I can’t recommend Only Human highly enough. I loved every single page, every ( often thoroughly unlikeable!) character and I didn’t want it to ever end. As with other books I’ve loved, the story will keep going in my head with Anna continuing on with her life-just in a parallel world to this one! Definitely one of my favourite books of 2020!

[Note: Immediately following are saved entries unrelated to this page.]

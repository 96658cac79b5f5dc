//! Common test utilities for integration tests.

pub mod fixtures;

use oncopredict::compute::{load_classifier, Classifier, StubClassifier};
use oncopredict::store::RecordStore;
use oncopredict::PredictionService;
use std::path::PathBuf;
use std::sync::Arc;
use tempfile::TempDir;

pub use fixtures::*;

/// Test environment holding a temporary directory for the database and
/// model artifact. Everything is removed when it is dropped.
pub struct TestEnv {
    pub temp_dir: TempDir,
    pub db_path: PathBuf,
    pub model_path: PathBuf,
}

impl TestEnv {
    pub fn new() -> Self {
        let temp_dir = TempDir::new().expect("Failed to create temp directory");
        let db_path = temp_dir.path().join("predictions.db");
        let model_path = temp_dir.path().join("breast_cancer_model.json");

        Self {
            temp_dir,
            db_path,
            model_path,
        }
    }

    /// Store over this environment's database file, schema not yet created.
    pub fn store(&self) -> RecordStore {
        RecordStore::new(&self.db_path)
    }

    /// Store with the prediction table already created.
    pub fn ready_store(&self) -> RecordStore {
        let store = self.store();
        store.ensure_schema().expect("Failed to create schema");
        store
    }

    /// Service backed by the radius-threshold artifact.
    pub fn artifact_service(&self) -> PredictionService {
        radius_threshold_artifact()
            .save(&self.model_path)
            .expect("Failed to write artifact");
        PredictionService::new(load_classifier(&self.model_path), self.ready_store())
    }

    /// Service backed by the always-benign stub.
    pub fn stub_service(&self) -> PredictionService {
        let classifier: Arc<dyn Classifier> = Arc::new(StubClassifier::new("test"));
        PredictionService::new(classifier, self.ready_store())
    }
}

impl Default for TestEnv {
    fn default() -> Self {
        Self::new()
    }
}
//! Oncopredict - breast-cancer screening predictions over a small web service.
//!
//! A user submits 30 clinical measurements, a pre-trained binary classifier
//! labels them benign or malignant, and every prediction is kept in a
//! SQLite history that can be listed newest first.
//!
//! # Architecture
//!
//! ```text
//! ┌─────────────────────────────────────────────────────────────┐
//! │  Web: entry form | history table | JSON API | health        │
//! ├─────────────────────────────────────────────────────────────┤
//! │  PredictionService: validate -> classify -> persist         │
//! ├──────────────────────────────┬──────────────────────────────┤
//! │  Model gateway               │  Record store                │
//! │  artifact or benign stub     │  SQLite, one table           │
//! └──────────────────────────────┴──────────────────────────────┘
//! ```
//!
//! # Quick Start
//!
//! ```no_run
//! use oncopredict::config::PredictorConfig;
//!
//! #[tokio::main]
//! async fn main() -> oncopredict::Result<()> {
//!     let config = PredictorConfig::development();
//!     oncopredict::observability::init(&config.observability)?;
//!     oncopredict::run(config).await
//! }
//! ```

pub mod config;
pub mod error;
pub mod features;
pub mod types;

pub mod cli;
pub mod compute;
pub mod health;
pub mod observability;
pub mod service;
pub mod shutdown;
pub mod store;
pub mod web;

// Re-exports
pub use error::{PredictError, Result};
pub use features::{FeatureVector, FEATURE_COUNT, FEATURE_NAMES};
pub use service::{PredictionService, RecordListing, SubmitOutcome};
pub use types::{Label, PredictionRecord};

use config::PredictorConfig;
use shutdown::{ShutdownCoordinator, SignalHandler};
use std::sync::Arc;
use store::RecordStore;
use tracing::{error, info};

/// Prepare the store and load the classifier.
///
/// Fails only if the schema cannot be ensured; a missing model artifact
/// falls back to the stub classifier.
pub fn build_service(config: &PredictorConfig) -> Result<PredictionService> {
    let store = RecordStore::from_config(&config.storage);
    store.ensure_schema()?;
    info!(path = %store.path().display(), "Prediction table ready");

    let classifier = compute::load_classifier(&config.model.artifact_path);
    Ok(PredictionService::new(classifier, store))
}

/// Run the web service with the given configuration.
pub async fn run(config: PredictorConfig) -> Result<()> {
    config.validate()?;
    info!(addr = %config.server.bind_addr, "Starting prediction service");

    let service = Arc::new(build_service(&config)?);
    let coordinator = ShutdownCoordinator::new();

    if config.observability.metrics_enabled {
        info!("Starting metrics server on {}", config.observability.metrics_addr);
        let obs_config = config.observability.clone();
        let metrics_coordinator = coordinator.clone();

        tokio::spawn(async move {
            tokio::select! {
                result = observability::run_metrics_server(obs_config) => {
                    if let Err(e) = result {
                        error!("Metrics server error: {}", e);
                    }
                }
                _ = metrics_coordinator.wait_for_shutdown() => {}
            }
        });
    }

    let signal_coordinator = coordinator.clone();
    tokio::spawn(async move {
        SignalHandler::new(signal_coordinator).run().await;
    });

    web::run_web_server(config.server.bind_addr, service, coordinator).await?;

    info!("Prediction service shutdown complete");
    Ok(())
}
//! Model gateway
//!
//! Loads the trained classifier once at startup and exposes it through the
//! [`Classifier`] trait:
//! - JSON artifact format (bare decision function or classifier + scaler bundle)
//! - Logistic regression and linear SVM decision functions
//! - Standard and min-max scalers
//! - Always-benign stub when the artifact is missing or corrupt

pub mod inference;
pub mod model;

pub use inference::{load_classifier, ArtifactClassifier, Classifier, ClassifierKind, StubClassifier};
pub use model::{ArtifactMetadata, DecisionFunction, ModelArtifact, Scaler};
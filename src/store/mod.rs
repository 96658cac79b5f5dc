//! Record store: the append-only prediction history in SQLite.
//!
//! Every operation opens its own connection and drops it before returning,
//! on success and error paths alike. SQLite serializes concurrent writers;
//! the busy timeout makes them wait for the lock instead of failing.

pub mod schema;

pub use schema::{ensure_schema, TABLE_NAME};

use crate::config::StorageConfig;
use crate::error::{PredictError, Result};
use crate::features::{FeatureVector, FEATURE_COLUMNS, FEATURE_COUNT};
use crate::types::{Label, NewPrediction, PredictionRecord, RecordId};
use chrono::{DateTime, NaiveDateTime, Utc};
use rusqlite::{params_from_iter, Connection, Row, ToSql};
use std::path::{Path, PathBuf};
use std::time::Duration;
use tracing::debug;

/// Format written by the timestamp column default.
const TIMESTAMP_FORMAT: &str = "%Y-%m-%d %H:%M:%S%.f";

/// Handle to the prediction table. Cheap to clone; holds no open connection.
#[derive(Debug, Clone)]
pub struct RecordStore {
    path: PathBuf,
    busy_timeout: Duration,
}

impl RecordStore {
    /// Create a store for the database file at `path`.
    pub fn new(path: impl Into<PathBuf>) -> Self {
        Self {
            path: path.into(),
            busy_timeout: Duration::from_secs(5),
        }
    }

    /// Create a store from storage configuration.
    pub fn from_config(config: &StorageConfig) -> Self {
        Self::new(&config.database_path).with_busy_timeout(config.busy_timeout)
    }

    /// Set how long a connection waits on a locked database.
    pub fn with_busy_timeout(mut self, timeout: Duration) -> Self {
        self.busy_timeout = timeout;
        self
    }

    /// Database file path.
    pub fn path(&self) -> &Path {
        &self.path
    }

    fn connect(&self) -> Result<Connection> {
        let conn = Connection::open(&self.path).map_err(|e| {
            PredictError::Storage(format!("cannot open {}: {}", self.path.display(), e))
        })?;
        conn.busy_timeout(self.busy_timeout)?;
        Ok(conn)
    }

    /// Create the table if needed and verify its columns.
    pub fn ensure_schema(&self) -> Result<()> {
        let conn = self.connect()?;
        schema::enable_wal(&conn)?;
        schema::ensure_schema(&conn)
    }

    /// Insert one prediction, returning its id.
    ///
    /// The column list and the parameter list are both produced from
    /// [`FeatureVector::columns`], so they cannot fall out of step.
    pub fn append(&self, prediction: &NewPrediction) -> Result<RecordId> {
        let features: Vec<(&'static str, f64)> = prediction.features.columns().collect();
        let label = prediction.label.as_i64();

        let mut columns: Vec<&str> = vec!["username", "prediction"];
        let mut values: Vec<&dyn ToSql> = vec![&prediction.username, &label];
        for (column, value) in &features {
            columns.push(column);
            values.push(value);
        }

        let placeholders: Vec<String> = (1..=values.len()).map(|i| format!("?{}", i)).collect();
        let sql = format!(
            "INSERT INTO {} ({}) VALUES ({})",
            TABLE_NAME,
            columns.join(", "),
            placeholders.join(", ")
        );

        let conn = self.connect()?;
        conn.execute(&sql, params_from_iter(values))?;
        let id = conn.last_insert_rowid();
        debug!(id, label, "Prediction row inserted");
        Ok(id)
    }

    /// All rows, newest first.
    pub fn list_all(&self) -> Result<Vec<PredictionRecord>> {
        let sql = format!(
            "SELECT id, username, timestamp, prediction, {} FROM {} \
             ORDER BY timestamp DESC, id DESC",
            FEATURE_COLUMNS.join(", "),
            TABLE_NAME
        );

        let conn = self.connect()?;
        let mut stmt = conn.prepare(&sql)?;
        let raw_rows = stmt
            .query_map([], RawRow::from_row)?
            .collect::<rusqlite::Result<Vec<_>>>()?;

        raw_rows.into_iter().map(RawRow::into_record).collect()
    }

    /// Number of stored rows.
    pub fn count(&self) -> Result<usize> {
        let conn = self.connect()?;
        let count: i64 = conn.query_row(
            &format!("SELECT COUNT(*) FROM {}", TABLE_NAME),
            [],
            |row| row.get(0),
        )?;
        Ok(count as usize)
    }

    /// Round-trip a trivial query.
    pub fn ping(&self) -> Result<()> {
        let conn = self.connect()?;
        conn.query_row("SELECT 1", [], |row| row.get::<_, i64>(0))?;
        Ok(())
    }
}

/// Row as read from SQLite, before domain validation.
struct RawRow {
    id: i64,
    username: String,
    timestamp: String,
    prediction: i64,
    features: [f64; FEATURE_COUNT],
}

impl RawRow {
    fn from_row(row: &Row<'_>) -> rusqlite::Result<Self> {
        let mut features = [0.0; FEATURE_COUNT];
        for (i, slot) in features.iter_mut().enumerate() {
            *slot = row.get(4 + i)?;
        }
        Ok(Self {
            id: row.get(0)?,
            username: row.get(1)?,
            timestamp: row.get(2)?,
            prediction: row.get(3)?,
            features,
        })
    }

    fn into_record(self) -> Result<PredictionRecord> {
        let label = Label::try_from(self.prediction).map_err(|e| PredictError::CorruptRecord {
            id: self.id,
            reason: e.to_string(),
        })?;
        let timestamp = parse_timestamp(&self.timestamp).map_err(|reason| {
            PredictError::CorruptRecord {
                id: self.id,
                reason,
            }
        })?;
        Ok(PredictionRecord {
            id: self.id,
            username: self.username,
            timestamp,
            label,
            features: FeatureVector::from_array(self.features),
        })
    }
}

fn parse_timestamp(raw: &str) -> std::result::Result<DateTime<Utc>, String> {
    NaiveDateTime::parse_from_str(raw, TIMESTAMP_FORMAT)
        .map(|naive| naive.and_utc())
        .map_err(|e| format!("bad timestamp {:?}: {}", raw, e))
}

Diane Chandler was a political lobbyist in Brussels and then worked at the European Commission for several years, where she managed overseas aid programmes in Ukraine just after the fall of communism. Back in London, she joined the Department for International Development (DFID) on the Ukraine and then Africa desks. Her first novel, The Road to Donetsk, draws on her experience of managing overseas aid programmes, and won the People’s Book Prize. Her second, Moondance, tackles the emotional impact of IVF fertility treatment on a loving couple. Only Human, her third novel, is about a woman struggling to find meaning in life after her husband cheats on her and her only daughter is about to fly the nest. Published 8th September 2020. Diane co-runs Creative Writing Workshops London with Stephanie Zia of Blackbird Digital Books, and also coaches aspiring writers. She is the host of chiswickbuzz TV Book Club, Words with Wine in W4

The Missing Pieces of Nancy Moon by Sarah Steele

If you love taking a journey with the novels of Kristin Hannah or Kathryn Hughes, this novel is for you.

To unravel that long-lost summer, she had to follow the thread…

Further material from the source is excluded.